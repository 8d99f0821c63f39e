//! Named constants that appear as literal arguments: colours, effects and lockup types.
//!
//! Each enumeration is backed by a constant spelling table listed in
//! declaration order, checked at compile time, so the canonical spelling of a
//! variant is a plain index into its table.

/// A named ProffieOS colour.
#[derive(Debug, Clone, Copy, PartialEq, Eq, Hash, PartialOrd, Ord)]
pub enum Color {
    AliceBlue,
    Aqua,
    Aquamarine,
    Azure,
    Bisque,
    Black,
    BlanchedAlmond,
    Blue,
    Chartreuse,
    Coral,
    Cornsilk,
    Cyan,
    DarkOrange,
    DeepPink,
    DeepSkyBlue,
    DodgerBlue,
    FloralWhite,
    Fuchsia,
    GhostWhite,
    Green,
    GreenYellow,
    HoneyDew,
    HotPink,
    Ivory,
    LavenderBlush,
    LemonChiffon,
    LightCyan,
    LightPink,
    LightSalmon,
    LightYellow,
    Lime,
    Magenta,
    MintCream,
    MistyRose,
    Moccasin,
    NavajoWhite,
    Orange,
    OrangeRed,
    PapayaWhip,
    PeachPuff,
    Pink,
    Red,
    SeaShell,
    Snow,
    SpringGreen,
    SteelBlue,
    Tomato,
    White,
    Yellow,
}

const COLOR_NAMES: &[(&str, Color)] = &[
    ("AliceBlue", Color::AliceBlue),
    ("Aqua", Color::Aqua),
    ("Aquamarine", Color::Aquamarine),
    ("Azure", Color::Azure),
    ("Bisque", Color::Bisque),
    ("Black", Color::Black),
    ("BlanchedAlmond", Color::BlanchedAlmond),
    ("Blue", Color::Blue),
    ("Chartreuse", Color::Chartreuse),
    ("Coral", Color::Coral),
    ("Cornsilk", Color::Cornsilk),
    ("Cyan", Color::Cyan),
    ("DarkOrange", Color::DarkOrange),
    ("DeepPink", Color::DeepPink),
    ("DeepSkyBlue", Color::DeepSkyBlue),
    ("DodgerBlue", Color::DodgerBlue),
    ("FloralWhite", Color::FloralWhite),
    ("Fuchsia", Color::Fuchsia),
    ("GhostWhite", Color::GhostWhite),
    ("Green", Color::Green),
    ("GreenYellow", Color::GreenYellow),
    ("HoneyDew", Color::HoneyDew),
    ("HotPink", Color::HotPink),
    ("Ivory", Color::Ivory),
    ("LavenderBlush", Color::LavenderBlush),
    ("LemonChiffon", Color::LemonChiffon),
    ("LightCyan", Color::LightCyan),
    ("LightPink", Color::LightPink),
    ("LightSalmon", Color::LightSalmon),
    ("LightYellow", Color::LightYellow),
    ("Lime", Color::Lime),
    ("Magenta", Color::Magenta),
    ("MintCream", Color::MintCream),
    ("MistyRose", Color::MistyRose),
    ("Moccasin", Color::Moccasin),
    ("NavajoWhite", Color::NavajoWhite),
    ("Orange", Color::Orange),
    ("OrangeRed", Color::OrangeRed),
    ("PapayaWhip", Color::PapayaWhip),
    ("PeachPuff", Color::PeachPuff),
    ("Pink", Color::Pink),
    ("Red", Color::Red),
    ("SeaShell", Color::SeaShell),
    ("Snow", Color::Snow),
    ("SpringGreen", Color::SpringGreen),
    ("SteelBlue", Color::SteelBlue),
    ("Tomato", Color::Tomato),
    ("White", Color::White),
    ("Yellow", Color::Yellow),
];

const _: () = {
    let mut i = 0;
    while i < COLOR_NAMES.len() {
        assert!(COLOR_NAMES[i].1 as usize == i);
        i += 1;
    }
    assert!(COLOR_NAMES.len() == Color::Yellow as usize + 1);
};

/// Upper-case spellings of the primaries, accepted on input only.
const PRIMARY_ALIASES: &[(&str, Color)] = &[
    ("RED", Color::Red),
    ("GREEN", Color::Green),
    ("BLUE", Color::Blue),
    ("YELLOW", Color::Yellow),
    ("CYAN", Color::Cyan),
    ("MAGENTA", Color::Magenta),
    ("WHITE", Color::White),
    ("BLACK", Color::Black),
];

impl Color {
    /// Exact-match lookup of a colour spelling.
    #[must_use]
    pub fn parse(text: &str) -> Option<Self> {
        COLOR_NAMES
            .iter()
            .chain(PRIMARY_ALIASES)
            .find(|(name, _)| *name == text)
            .map(|(_, color)| *color)
    }

    /// The canonical spelling written by the serializer.
    #[must_use]
    pub fn name(self) -> &'static str {
        COLOR_NAMES[self as usize].0
    }

    pub fn all() -> impl Iterator<Item = Color> {
        COLOR_NAMES.iter().map(|(_, color)| *color)
    }
}

/// The part of the firmware an effect belongs to; used to group picker entries.
#[derive(Debug, Clone, Copy, PartialEq, Eq, Hash)]
pub enum EffectGroup {
    General,
    Blaster,
    Minigame,
    User,
    Error,
}

/// A firmware event a style can react to, written `EFFECT_<NAME>`.
#[derive(Debug, Clone, Copy, PartialEq, Eq, Hash, PartialOrd, Ord)]
pub enum Effect {
    None,
    Clash,
    ClashUpdate,
    Blast,
    Force,
    Stab,
    Boot,
    LockupBegin,
    LockupEnd,
    DragBegin,
    DragEnd,
    Preon,
    Postoff,
    Ignition,
    Retraction,
    Change,
    Newfont,
    LowBattery,
    Powersave,
    BatteryLevel,
    VolumeLevel,
    On,
    Off,
    FastOn,
    FastOff,
    Quote,
    SecondaryIgnition,
    SecondaryRetraction,
    OffClash,
    NextQuote,
    InteractivePreon,
    InteractiveBlast,
    Track,
    BeginBattleMode,
    EndBattleMode,
    BeginAutoBlast,
    EndAutoBlast,
    AltSound,
    TransitionSound,
    SoundLoop,
    Stun,
    Fire,
    ClipIn,
    ClipOut,
    Reload,
    Mode,
    Range,
    Empty,
    Full,
    Jam,
    Unjam,
    PliOn,
    PliOff,
    GameStart,
    GameAction1,
    GameAction2,
    GameChoice,
    GameResponse1,
    GameResponse2,
    GameResult1,
    GameResult2,
    GameWin,
    GameLose,
    User1,
    User2,
    User3,
    User4,
    User5,
    User6,
    User7,
    User8,
    SdCardNotFound,
    ErrorInFontDirectory,
    ErrorInBladeArray,
    FontDirectoryNotFound,
}

const GENERAL_EFFECTS: &[(&str, Effect)] = &[
    ("NONE", Effect::None),
    ("CLASH", Effect::Clash),
    ("CLASH_UPDATE", Effect::ClashUpdate),
    ("BLAST", Effect::Blast),
    ("FORCE", Effect::Force),
    ("STAB", Effect::Stab),
    ("BOOT", Effect::Boot),
    ("LOCKUP_BEGIN", Effect::LockupBegin),
    ("LOCKUP_END", Effect::LockupEnd),
    ("DRAG_BEGIN", Effect::DragBegin),
    ("DRAG_END", Effect::DragEnd),
    ("PREON", Effect::Preon),
    ("POSTOFF", Effect::Postoff),
    ("IGNITION", Effect::Ignition),
    ("RETRACTION", Effect::Retraction),
    ("CHANGE", Effect::Change),
    ("NEWFONT", Effect::Newfont),
    ("LOW_BATTERY", Effect::LowBattery),
    ("POWERSAVE", Effect::Powersave),
    ("BATTERY_LEVEL", Effect::BatteryLevel),
    ("VOLUME_LEVEL", Effect::VolumeLevel),
    ("ON", Effect::On),
    ("OFF", Effect::Off),
    ("FAST_ON", Effect::FastOn),
    ("FAST_OFF", Effect::FastOff),
    ("QUOTE", Effect::Quote),
    ("SECONDARY_IGNITION", Effect::SecondaryIgnition),
    ("SECONDARY_RETRACTION", Effect::SecondaryRetraction),
    ("OFF_CLASH", Effect::OffClash),
    ("NEXT_QUOTE", Effect::NextQuote),
    ("INTERACTIVE_PREON", Effect::InteractivePreon),
    ("INTERACTIVE_BLAST", Effect::InteractiveBlast),
    ("TRACK", Effect::Track),
    ("BEGIN_BATTLE_MODE", Effect::BeginBattleMode),
    ("END_BATTLE_MODE", Effect::EndBattleMode),
    ("BEGIN_AUTO_BLAST", Effect::BeginAutoBlast),
    ("END_AUTO_BLAST", Effect::EndAutoBlast),
    ("ALT_SOUND", Effect::AltSound),
    ("TRANSITION_SOUND", Effect::TransitionSound),
    ("SOUND_LOOP", Effect::SoundLoop),
];

const BLASTER_EFFECTS: &[(&str, Effect)] = &[
    ("STUN", Effect::Stun),
    ("FIRE", Effect::Fire),
    ("CLIP_IN", Effect::ClipIn),
    ("CLIP_OUT", Effect::ClipOut),
    ("RELOAD", Effect::Reload),
    ("MODE", Effect::Mode),
    ("RANGE", Effect::Range),
    ("EMPTY", Effect::Empty),
    ("FULL", Effect::Full),
    ("JAM", Effect::Jam),
    ("UNJAM", Effect::Unjam),
    ("PLI_ON", Effect::PliOn),
    ("PLI_OFF", Effect::PliOff),
];

const MINIGAME_EFFECTS: &[(&str, Effect)] = &[
    ("GAME_START", Effect::GameStart),
    ("GAME_ACTION1", Effect::GameAction1),
    ("GAME_ACTION2", Effect::GameAction2),
    ("GAME_CHOICE", Effect::GameChoice),
    ("GAME_RESPONSE1", Effect::GameResponse1),
    ("GAME_RESPONSE2", Effect::GameResponse2),
    ("GAME_RESULT1", Effect::GameResult1),
    ("GAME_RESULT2", Effect::GameResult2),
    ("GAME_WIN", Effect::GameWin),
    ("GAME_LOSE", Effect::GameLose),
];

const USER_EFFECTS: &[(&str, Effect)] = &[
    ("USER1", Effect::User1),
    ("USER2", Effect::User2),
    ("USER3", Effect::User3),
    ("USER4", Effect::User4),
    ("USER5", Effect::User5),
    ("USER6", Effect::User6),
    ("USER7", Effect::User7),
    ("USER8", Effect::User8),
];

const ERROR_EFFECTS: &[(&str, Effect)] = &[
    ("SD_CARD_NOT_FOUND", Effect::SdCardNotFound),
    ("ERROR_IN_FONT_DIRECTORY", Effect::ErrorInFontDirectory),
    ("ERROR_IN_BLADE_ARRAY", Effect::ErrorInBladeArray),
    ("FONT_DIRECTORY_NOT_FOUND", Effect::FontDirectoryNotFound),
];

const EFFECT_GROUPS: &[(EffectGroup, &[(&str, Effect)])] = &[
    (EffectGroup::General, GENERAL_EFFECTS),
    (EffectGroup::Blaster, BLASTER_EFFECTS),
    (EffectGroup::Minigame, MINIGAME_EFFECTS),
    (EffectGroup::User, USER_EFFECTS),
    (EffectGroup::Error, ERROR_EFFECTS),
];

const EFFECT_PREFIX: &str = "EFFECT_";

const EFFECT_COUNT: usize = Effect::FontDirectoryNotFound as usize + 1;

/// Bare spelling and group of every effect, indexed by declaration order.
const EFFECT_NAMES: [(&str, EffectGroup); EFFECT_COUNT] = flatten_effect_groups();

const fn flatten_effect_groups() -> [(&'static str, EffectGroup); EFFECT_COUNT] {
    let mut out = [("", EffectGroup::General); EFFECT_COUNT];
    let mut next = 0;
    let mut g = 0;
    while g < EFFECT_GROUPS.len() {
        let (group, table) = EFFECT_GROUPS[g];
        let mut i = 0;
        while i < table.len() {
            assert!(table[i].1 as usize == next);
            out[next] = (table[i].0, group);
            next += 1;
            i += 1;
        }
        g += 1;
    }
    assert!(next == EFFECT_COUNT);
    out
}

fn effect_entries() -> impl Iterator<Item = &'static (&'static str, Effect)> {
    EFFECT_GROUPS.iter().flat_map(|(_, table)| table.iter())
}

impl Effect {
    /// Accepts both `BLAST` and `EFFECT_BLAST`.
    #[must_use]
    pub fn parse(text: &str) -> Option<Self> {
        let bare = text.strip_prefix(EFFECT_PREFIX).unwrap_or(text);
        effect_entries()
            .find(|(name, _)| *name == bare)
            .map(|(_, effect)| *effect)
    }

    /// The bare table spelling, e.g. `BLAST`.
    #[must_use]
    pub fn name(self) -> &'static str {
        EFFECT_NAMES[self as usize].0
    }

    /// The spelling written by the serializer, e.g. `EFFECT_BLAST`.
    #[must_use]
    pub fn code(self) -> String {
        format!("{EFFECT_PREFIX}{}", self.name())
    }

    #[must_use]
    pub fn human_name(self) -> String {
        humanize(self.name())
    }

    #[must_use]
    pub fn group(self) -> EffectGroup {
        EFFECT_NAMES[self as usize].1
    }

    pub fn all() -> impl Iterator<Item = Effect> {
        effect_entries().map(|(_, effect)| *effect)
    }
}

/// The kind of lockup a style is reacting to.
#[derive(Debug, Clone, Copy, PartialEq, Eq, Hash, PartialOrd, Ord)]
pub enum LockupType {
    None,
    Normal,
    Drag,
    Armed,
    Autofire,
    Melt,
    LightningBlock,
}

const LOCKUP_NAMES: &[(&str, LockupType)] = &[
    ("NONE", LockupType::None),
    ("NORMAL", LockupType::Normal),
    ("DRAG", LockupType::Drag),
    ("ARMED", LockupType::Armed),
    ("AUTOFIRE", LockupType::Autofire),
    ("MELT", LockupType::Melt),
    ("LIGHTNING_BLOCK", LockupType::LightningBlock),
];

const _: () = {
    let mut i = 0;
    while i < LOCKUP_NAMES.len() {
        assert!(LOCKUP_NAMES[i].1 as usize == i);
        i += 1;
    }
    assert!(LOCKUP_NAMES.len() == LockupType::LightningBlock as usize + 1);
};

impl LockupType {
    /// Accepts `NORMAL`, `LOCKUP_NORMAL` and `SaberBase::LOCKUP_NORMAL`.
    #[must_use]
    pub fn parse(text: &str) -> Option<Self> {
        let text = text.strip_prefix("SaberBase::").unwrap_or(text);
        let bare = text.strip_prefix("LOCKUP_").unwrap_or(text);
        LOCKUP_NAMES
            .iter()
            .find(|(name, _)| *name == bare)
            .map(|(_, lockup)| *lockup)
    }

    #[must_use]
    pub fn name(self) -> &'static str {
        LOCKUP_NAMES[self as usize].0
    }

    #[must_use]
    pub fn human_name(self) -> String {
        humanize(self.name())
    }

    pub fn all() -> impl Iterator<Item = LockupType> {
        LOCKUP_NAMES.iter().map(|(_, lockup)| *lockup)
    }
}

/// `LOCKUP_BEGIN` -> `Lockup Begin`
fn humanize(code: &str) -> String {
    code.split('_')
        .filter(|word| !word.is_empty())
        .map(|word| {
            let mut chars = word.chars();
            match chars.next() {
                Some(first) => {
                    first.to_ascii_uppercase().to_string() + &chars.as_str().to_ascii_lowercase()
                }
                None => String::new(),
            }
        })
        .collect::<Vec<_>>()
        .join(" ")
}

# # # # #

> _Task directions_: All lines of the listing that contain the word "GameStart" should be copied out.

> _Solution to this problem_:
    GameStart,
    ("GAME_START", Effect::GameStart),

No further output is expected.